Como suele ocurrir en nuestro país, las circunstancias que nacieron para ser únicas, acaban quedándose   de modo definitivo y de ese modo el mecanismo acabó instalándose y hoy  nos referimos  “al  sujeto no blanco”, al ciudadano “no binario” o “la persona gestante”, formas todas de referirnos a la realidad de un modo oblicuo, que permite construir sofismas que nos introducen en la niebla de un mundo inexistente.

Mientras algunos perciben que la pandemia ha sido manejada con cierta torpeza, dado el resultado en vidas y dinero que ha dejado la política sanitaria oficial, se escuchan voces que aseguran que somos modelo de eficiencia  y que nuestro plan de vacunas -construido sobre escasas dosis- es absolutamente exitoso aunque pocos hayan sido los que han recibido la ansiada inmunización.

El divorcio entre la realidad, lo deseado y lo imaginado, conduce inevitablemente al fracaso de cualquiera estrategia que pretenda solucionar problemas que son erróneamente definidos. De allí se colige que de mantenerse los actuales criterios, la solución de nuestra decadencia se encuentra mucha más lejana aún , que aquellos pesimistas que piensan que ello ocurrirá recién en la próxima generación.

La correcta comprensión de la realidad impacta necesariamente en el mundo del derecho y ello es así, toda vez que la función del mismo es alentar,  o no, determinadas conductas sociales  a través de premios y castigos. Obviamente, si erramos  en la comprensión de cuál es el accionar que queremos  propiciar o desanimar, difícilmente podamos estructurar una solución a esa necesidad y, consecuentemente, el rumbo de la sociedad no será el correcto.

Es también necesario advertir que el correcto encuadre de los problemas y sus soluciones, debe pasar por el tamiz de las garantías que asisten a los ciudadanos, ya que los avances sobre las libertades individuales pueden desnaturalizar cualquier propuesta que se intente. En ese terreno, alterar el modo de ver la realidad tiene directa relación con la propuesta que debiese ser su correlato.

Las sombras de la caverna no pueden ser alteradas por quien las visualiza aunque si ser interpretadas y es allí, donde radica el problema que intentamos definir. En principio,  el intérprete de esas imágenes se encuentra en lo que, genéricamente,  hoy llamamos “la política”, y el control sobre dicha impresión reposa en lo que también, en general, llamamos la  “justicia”.
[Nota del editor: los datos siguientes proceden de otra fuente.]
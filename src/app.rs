// src/app.rs

use axum::{routing::get, Router};
use utoipa::OpenApi;
use utoipa_swagger_ui::SwaggerUi;

use crate::{config::AppState, docs::ApiDoc, handlers};

// Monta o router completo; fica fora do main para os testes usarem
pub fn build_router(app_state: AppState) -> Router {
    let filial_routes = Router::new()
        .route("/api/filials"
               ,get(handlers::filial::get_filial_list)
               .post(handlers::filial::create_filial)
        )
        .route("/api/filials/{id}"
               ,get(handlers::filial::get_filial_by_id)
               .put(handlers::filial::update_filial)
               .patch(handlers::filial::update_patch_filial)
               .delete(handlers::filial::delete_filial)
        );

    let magazin_routes = Router::new()
        .route("/api/magazins"
               ,get(handlers::magazin::get_magazin_list)
               .post(handlers::magazin::create_magazin)
        )
        .route("/api/magazins/{id}"
               ,get(handlers::magazin::get_magazin_by_id)
               .put(handlers::magazin::update_magazin)
               .patch(handlers::magazin::update_patch_magazin)
               .delete(handlers::magazin::delete_magazin)
        );

    let provider_routes = Router::new()
        .route("/api/providers"
               ,get(handlers::provider::get_provider_list)
               .post(handlers::provider::create_provider)
        )
        .route("/api/providers/{id}"
               ,get(handlers::provider::get_provider_by_id)
               .put(handlers::provider::update_provider)
               .patch(handlers::provider::update_patch_provider)
               .delete(handlers::provider::delete_provider)
        );

    let staff_routes = Router::new()
        .route("/api/staffs"
               ,get(handlers::staff::get_staff_list)
               .post(handlers::staff::create_staff)
        )
        .route("/api/staffs/{id}"
               ,get(handlers::staff::get_staff_by_id)
               .put(handlers::staff::update_staff)
               .patch(handlers::staff::update_patch_staff)
               .delete(handlers::staff::delete_staff)
        );

    // Combina tudo no router principal
    Router::new()
        .route("/api/health", get(|| async { "OK" }))
        .merge(filial_routes)
        .merge(magazin_routes)
        .merge(provider_routes)
        .merge(staff_routes)
        .merge(SwaggerUi::new("/swagger-ui").url("/api-docs/openapi.json", ApiDoc::openapi()))
        .with_state(app_state)
}
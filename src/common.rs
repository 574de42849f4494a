pub mod error;
pub mod extract;
pub mod helper;
pub mod query;
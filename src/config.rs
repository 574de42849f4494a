// src/config.rs

use std::{env, net::SocketAddr, time::Duration};

use anyhow::Context;
use sqlx::{postgres::PgPoolOptions, PgPool};

use crate::{
    db::{FilialRepository, MagazinRepository, ProviderRepository, StaffRepository},
    services::{FilialService, MagazinService, ProviderService, StaffService},
};

// Configuração lida das variáveis de ambiente (.env em desenvolvimento)
#[derive(Debug, Clone)]
pub struct Config {
    pub database_url: String,
    pub max_connections: u32,
    pub acquire_timeout: Duration,
    pub bind_addr: SocketAddr,
}

impl Config {
    pub fn from_env() -> anyhow::Result<Self> {
        dotenvy::dotenv().ok();

        let database_url = env::var("DATABASE_URL").context("DATABASE_URL deve ser definida")?;

        let max_connections = env::var("DB_MAX_CONNECTIONS")
            .unwrap_or_else(|_| "5".to_string())
            .parse()
            .context("DB_MAX_CONNECTIONS inválido")?;

        let acquire_timeout_secs: u64 = env::var("DB_ACQUIRE_TIMEOUT_SECS")
            .unwrap_or_else(|_| "3".to_string())
            .parse()
            .context("DB_ACQUIRE_TIMEOUT_SECS inválido")?;

        let bind_addr = env::var("HTTP_BIND")
            .unwrap_or_else(|_| "0.0.0.0:3000".to_string())
            .parse()
            .context("HTTP_BIND inválido")?;

        Ok(Self {
            database_url,
            max_connections,
            acquire_timeout: Duration::from_secs(acquire_timeout_secs),
            bind_addr,
        })
    }
}

#[derive(Clone)]
pub struct AppState {
    pub db_pool: PgPool,
    pub filial_service: FilialService,
    pub magazin_service: MagazinService,
    pub provider_service: ProviderService,
    pub staff_service: StaffService,
}

impl AppState {
    pub async fn new(config: &Config) -> anyhow::Result<Self> {
        // Conecta ao banco de dados, usando '?' para propagar erros
        let db_pool = PgPoolOptions::new()
            .max_connections(config.max_connections)
            .acquire_timeout(config.acquire_timeout)
            .connect(&config.database_url)
            .await
            .context("Falha ao conectar ao banco de dados")?;

        tracing::info!("✅ Conexão com o banco de dados estabelecida com sucesso!");

        Ok(Self::from_pool(db_pool))
    }

    // --- Monta o gráfico de dependências ---
    pub fn from_pool(db_pool: PgPool) -> Self {
        Self {
            filial_service: FilialService::postgres(FilialRepository::new(db_pool.clone())),
            magazin_service: MagazinService::postgres(MagazinRepository::new(db_pool.clone())),
            provider_service: ProviderService::postgres(ProviderRepository::new(db_pool.clone())),
            staff_service: StaffService::postgres(StaffRepository::new(db_pool.clone())),
            db_pool,
        }
    }
}
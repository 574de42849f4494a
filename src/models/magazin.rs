// src/models/magazin.rs

use chrono::{DateTime, Utc};
use serde::{Deserialize, Serialize};
use sqlx::FromRow;
use utoipa::ToSchema;
use uuid::Uuid;
use validator::Validate;

// Magazin = loja, sempre ligada a uma filial
#[derive(Debug, Clone, Serialize, Deserialize, FromRow, ToSchema)]
#[serde(rename_all = "camelCase")]
pub struct Magazin {
    pub id: Uuid,

    #[schema(example = "Store A")]
    pub name: String,

    pub filial_id: Uuid,

    pub created_at: DateTime<Utc>,
    pub updated_at: DateTime<Utc>,
}

#[derive(Debug, Clone, Deserialize, Validate, ToSchema)]
#[serde(rename_all = "camelCase")]
pub struct CreateMagazin {
    #[validate(length(min = 1, message = "name is required"))]
    #[schema(example = "Store A")]
    pub name: String,

    pub filial_id: Uuid,
}

#[derive(Debug, Clone, Deserialize, Validate, ToSchema)]
#[serde(rename_all = "camelCase")]
pub struct UpdateMagazin {
    #[validate(length(min = 1, message = "name is required"))]
    pub name: String,
    pub filial_id: Uuid,
}

#[derive(Debug, Clone, Serialize, ToSchema)]
#[serde(rename_all = "camelCase")]
pub struct GetListMagazinResponse {
    pub count: i64,
    pub magazins: Vec<Magazin>,
}
// src/models/filial.rs

use chrono::{DateTime, Utc};
use serde::{Deserialize, Serialize};
use sqlx::FromRow;
use utoipa::ToSchema;
use uuid::Uuid;
use validator::Validate;

// Filial = agência/filial da organização
#[derive(Debug, Clone, Serialize, Deserialize, FromRow, ToSchema)]
#[serde(rename_all = "camelCase")]
pub struct Filial {
    pub id: Uuid,

    // Gerado a partir do nome na criação ("North Branch" -> "NB")
    #[schema(example = "NB")]
    pub filial_code: String,

    #[schema(example = "North Branch")]
    pub name: String,

    #[schema(example = "1 Main St")]
    pub address: Option<String>,

    #[schema(example = "555-0100")]
    pub phone: Option<String>,

    pub created_at: DateTime<Utc>,
    pub updated_at: DateTime<Utc>,
}

#[derive(Debug, Clone, Deserialize, Validate, ToSchema)]
#[serde(rename_all = "camelCase")]
pub struct CreateFilial {
    #[validate(length(min = 1, message = "name is required"))]
    #[schema(example = "North Branch")]
    pub name: String,

    #[schema(example = "1 Main St")]
    pub address: Option<String>,

    #[schema(example = "555-0100")]
    pub phone: Option<String>,
}

// O filial_code não entra aqui: só muda via UpdatePatch
#[derive(Debug, Clone, Deserialize, Validate, ToSchema)]
#[serde(rename_all = "camelCase")]
pub struct UpdateFilial {
    #[validate(length(min = 1, message = "name is required"))]
    pub name: String,
    pub address: Option<String>,
    pub phone: Option<String>,
}

#[derive(Debug, Clone, Serialize, ToSchema)]
#[serde(rename_all = "camelCase")]
pub struct GetListFilialResponse {
    pub count: i64,
    pub filials: Vec<Filial>,
}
La República requiere de ambos protagonistas, y exige de ellos, el responsable uso del poder que les ha sido conferido por la Constitución por eso, frente a las próximas elecciones,  el desafío que puede reconducir nuestro futuro, creemos, descansa en la claridad con que se expongan los problemas y las decisiones  para solucionarlos, en la honestidad de su tratamiento y en la clara comunicación que se haga de ellos,  solo así se abrirá la niebla y podrá asumirse que hemos reencontrado el camino.